> Task brief:
Pull every line holding the string "Some" from the records below.

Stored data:
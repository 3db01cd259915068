use anyhow::{bail, Result};
use rusqlite::{params, types::Type, Connection};

#[macro_export]
macro_rules! sqlite_column {
    ($name:expr, $sql_type:expr $(, $field:ident = $value:expr)*) => {
        {
            // Allow unused_mut because the variable is only mutated when optional
            // field assignments are passed to the macro (e.g., `is_primary_key = true`)
            #[allow(unused_mut)]
            let mut column = Column {
                name: $name,
                sql_type: $sql_type,
                is_primary_key: false,
                non_null: false,
                default_value: None,
            };
            $(
                column.$field = $value;
            )*
            column
        }
    };
}

#[derive(Debug, PartialEq, Eq)]
pub enum SqlType {
    Text,
    Integer,
    Real,
    Blob,
}

pub struct Column<'a, S: AsRef<str>> {
    pub name: S,
    pub sql_type: &'a SqlType,
    pub is_primary_key: bool,
    pub non_null: bool,
    pub default_value: Option<S>,
}

pub struct Table {
    pub name: &'static str,
    pub columns: &'static [Column<'static, &'static str>],
    pub indices: &'static [(&'static str, &'static str)],
}

impl Table {
    pub fn create(&self, conn: &Connection) -> Result<()> {
        let mut create_sql = format!("CREATE TABLE {} (", self.name);
        for (column_index, column) in self.columns.iter().enumerate() {
            if column_index > 0 {
                create_sql.push_str(", ");
            }
            create_sql.push_str(&format!(
                "{} {}",
                column.name,
                match column.sql_type {
                    SqlType::Text => "TEXT",
                    SqlType::Integer => "INTEGER",
                    SqlType::Real => "REAL",
                    SqlType::Blob => "BLOB",
                }
            ));
            if column.is_primary_key {
                create_sql.push_str(" PRIMARY KEY");
            }
            if column.non_null {
                create_sql.push_str(" NOT NULL");
            }
            if let Some(default_value) = column.default_value {
                create_sql.push_str(&format!(" DEFAULT {}", default_value));
            }
        }
        create_sql.push_str(");");
        conn.execute(&create_sql, params![])?;

        for (index_name, column_name) in self.indices {
            conn.execute(
                &format!(
                    "CREATE INDEX {} ON {}({});",
                    index_name, self.name, column_name
                ),
                params![],
            )?;
        }
        Ok(())
    }
}

pub struct VersionedSchema {
    pub version: usize,
    pub tables: &'static [Table],
    pub migration: Option<fn(&Connection) -> Result<()>>,
}

fn strip_leading_and_trailing_parentheses<S: AsRef<str>>(s: S) -> String {
    let s = s.as_ref();
    if s.starts_with('(') && s.ends_with(')') {
        s[1..s.len() - 1].to_string()
    } else {
        s.to_string()
    }
}

impl VersionedSchema {
    pub fn create(&self, conn: &Connection) -> Result<()> {
        conn.execute("PRAGMA foreign_keys = ON;", params![])?;
        for table in self.tables {
            table.create(conn)?;
        }
        conn.execute(
            &format!("PRAGMA user_version = {}", BASE_DB_VERSION + self.version),
            [],
        )?;
        Ok(())
    }

    pub fn validate(&self, conn: &Connection) -> Result<()> {
        for table in self.tables {
            let mut stmt = conn.prepare(&format!("PRAGMA table_info({});", table.name))?;
            let actual_columns: Vec<Result<Column<'_, String>, rusqlite::Error>> = stmt
                .query_map(params![], |row| {
                    let name = row.get::<usize, String>(1)?;
                    let sql_type = match row.get::<_, String>(2)?.as_str() {
                        "TEXT" => &SqlType::Text,
                        "INTEGER" => &SqlType::Integer,
                        "REAL" => &SqlType::Real,
                        "BLOB" => &SqlType::Blob,
                        _ => {
                            return Err(rusqlite::Error::InvalidColumnType(
                                2,
                                "".to_string(),
                                Type::Text,
                            ))
                        }
                    };

                    Ok(Column {
                        name,
                        sql_type,
                        non_null: row.get::<_, i32>(3)? == 1,
                        default_value: row
                            .get::<_, Option<String>>(4)?
                            .as_deref()
                            .map(|s| s.to_string()),
                        is_primary_key: row.get::<_, i32>(5)? == 1,
                    })
                })?
                .collect();

            if actual_columns.len() != table.columns.len() {
                bail!(
                    "Table {} has {} columns, expected {}. Found column names: {}, expected: {}",
                    table.name,
                    actual_columns.len(),
                    table.columns.len(),
                    actual_columns
                        .iter()
                        .filter_map(|c| {
                            if let Ok(column) = c {
                                Some(column.name.clone())
                            } else {
                                None
                            }
                        })
                        .collect::<Vec<String>>()
                        .join(", "),
                    table
                        .columns
                        .iter()
                        .map(|c| c.name)
                        .collect::<Vec<_>>()
                        .join(", ")
                );
            }

            for (actual_column_result, expected_column) in
                actual_columns.iter().zip(table.columns.iter())
            {
                let actual_column = match actual_column_result {
                    Ok(column) => column,
                    Err(e) => bail!("Error reading column: {:?}", e),
                };
                if actual_column.name != expected_column.name {
                    bail!(
                        "Table {} Column name mismatch: expected {}, got {}",
                        &table.name,
                        expected_column.name,
                        actual_column.name
                    );
                }
                if actual_column.sql_type != expected_column.sql_type {
                    bail!(
                        "Table {} Column {} type mismatch: expected {:?}, got {:?}",
                        &table.name,
                        expected_column.name,
                        expected_column.sql_type,
                        actual_column.sql_type
                    );
                }
                if actual_column.non_null != expected_column.non_null {
                    bail!(
                        "Table {} Column {} non-null mismatch: expected {}, got {}",
                        &table.name,
                        expected_column.name,
                        expected_column.non_null,
                        actual_column.non_null
                    );
                }

                // Default values might be wrapped in parentheses, so we strip them before comparing
                if actual_column
                    .default_value
                    .as_ref()
                    .map(strip_leading_and_trailing_parentheses)
                    != expected_column
                        .default_value
                        .map(strip_leading_and_trailing_parentheses)
                {
                    bail!(
                        "Table {} Column {} default value mismatch: expected {:?}, got {:?}",
                        &table.name,
                        expected_column.name,
                        expected_column.default_value,
                        actual_column.default_value
                    );
                }
                if actual_column.is_primary_key != expected_column.is_primary_key {
                    bail!(
                        "Table {} Column {} primary key mismatch: expected {}, got {}",
                        &table.name,
                        expected_column.name,
                        expected_column.is_primary_key,
                        actual_column.is_primary_key
                    );
                }
            }

            // Validate indices exist
            for (index_name, _columns) in table.indices {
                let index_exists: bool = conn
                    .query_row(
                        "SELECT 1 FROM sqlite_master WHERE type='index' AND name=?1 AND tbl_name=?2",
                        params![index_name, table.name],
                        |_| Ok(true),
                    )
                    .unwrap_or(false);

                if !index_exists {
                    bail!("Table {} is missing index '{}'", table.name, index_name);
                }
            }
        }
        Ok(())
    }
}

pub const BASE_DB_VERSION: usize = 99999;

#[cfg(test)]
mod tests {
    use super::*;

    const TEST_TABLE_WITH_INDEX: Table = Table {
        name: "test_table",
        columns: &[
            Column {
                name: "id",
                sql_type: &SqlType::Integer,
                is_primary_key: true,
                non_null: false,
                default_value: None,
            },
            Column {
                name: "name",
                sql_type: &SqlType::Text,
                is_primary_key: false,
                non_null: true,
                default_value: None,
            },
        ],
        indices: &[("idx_test_name", "name")],
    };

    #[test]
    fn test_create_and_validate() {
        let conn = Connection::open_in_memory().unwrap();

        let schema = VersionedSchema {
            version: 1,
            tables: &[TEST_TABLE_WITH_INDEX],
            migration: None,
        };

        schema.create(&conn).unwrap();
        schema.validate(&conn).unwrap();

        let db_version: i64 = conn
            .query_row("PRAGMA user_version;", [], |row| row.get(0))
            .unwrap();
        assert_eq!(db_version, BASE_DB_VERSION as i64 + 1);
    }

    #[test]
    fn test_validate_detects_missing_index() {
        let conn = Connection::open_in_memory().unwrap();

        // Create table WITHOUT the index
        conn.execute(
            "CREATE TABLE test_table (id INTEGER PRIMARY KEY, name TEXT NOT NULL)",
            [],
        )
        .unwrap();

        let schema = VersionedSchema {
            version: 1,
            tables: &[TEST_TABLE_WITH_INDEX],
            migration: None,
        };

        let result = schema.validate(&conn);
        assert!(result.is_err());
        let err_msg = result.unwrap_err().to_string();
        assert!(err_msg.contains("missing index"));
        assert!(err_msg.contains("idx_test_name"));
    }

    #[test]
    fn test_validate_detects_missing_column() {
        let conn = Connection::open_in_memory().unwrap();

        conn.execute("CREATE TABLE test_table (id INTEGER PRIMARY KEY)", [])
            .unwrap();

        let schema = VersionedSchema {
            version: 1,
            tables: &[TEST_TABLE_WITH_INDEX],
            migration: None,
        };

        let result = schema.validate(&conn);
        assert!(result.is_err());
        assert!(result.unwrap_err().to_string().contains("columns"));
    }

    #[test]
    fn test_validate_detects_column_type_mismatch() {
        let conn = Connection::open_in_memory().unwrap();

        // `name` is INTEGER instead of TEXT
        conn.execute(
            "CREATE TABLE test_table (id INTEGER PRIMARY KEY, name INTEGER NOT NULL)",
            [],
        )
        .unwrap();
        conn.execute("CREATE INDEX idx_test_name ON test_table(name)", [])
            .unwrap();

        let schema = VersionedSchema {
            version: 1,
            tables: &[TEST_TABLE_WITH_INDEX],
            migration: None,
        };

        let result = schema.validate(&conn);
        assert!(result.is_err());
        assert!(result.unwrap_err().to_string().contains("type mismatch"));
    }
}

> Solution for this problem:
            if let Some(default_value) = column.default_value {
                                Some(column.name.clone())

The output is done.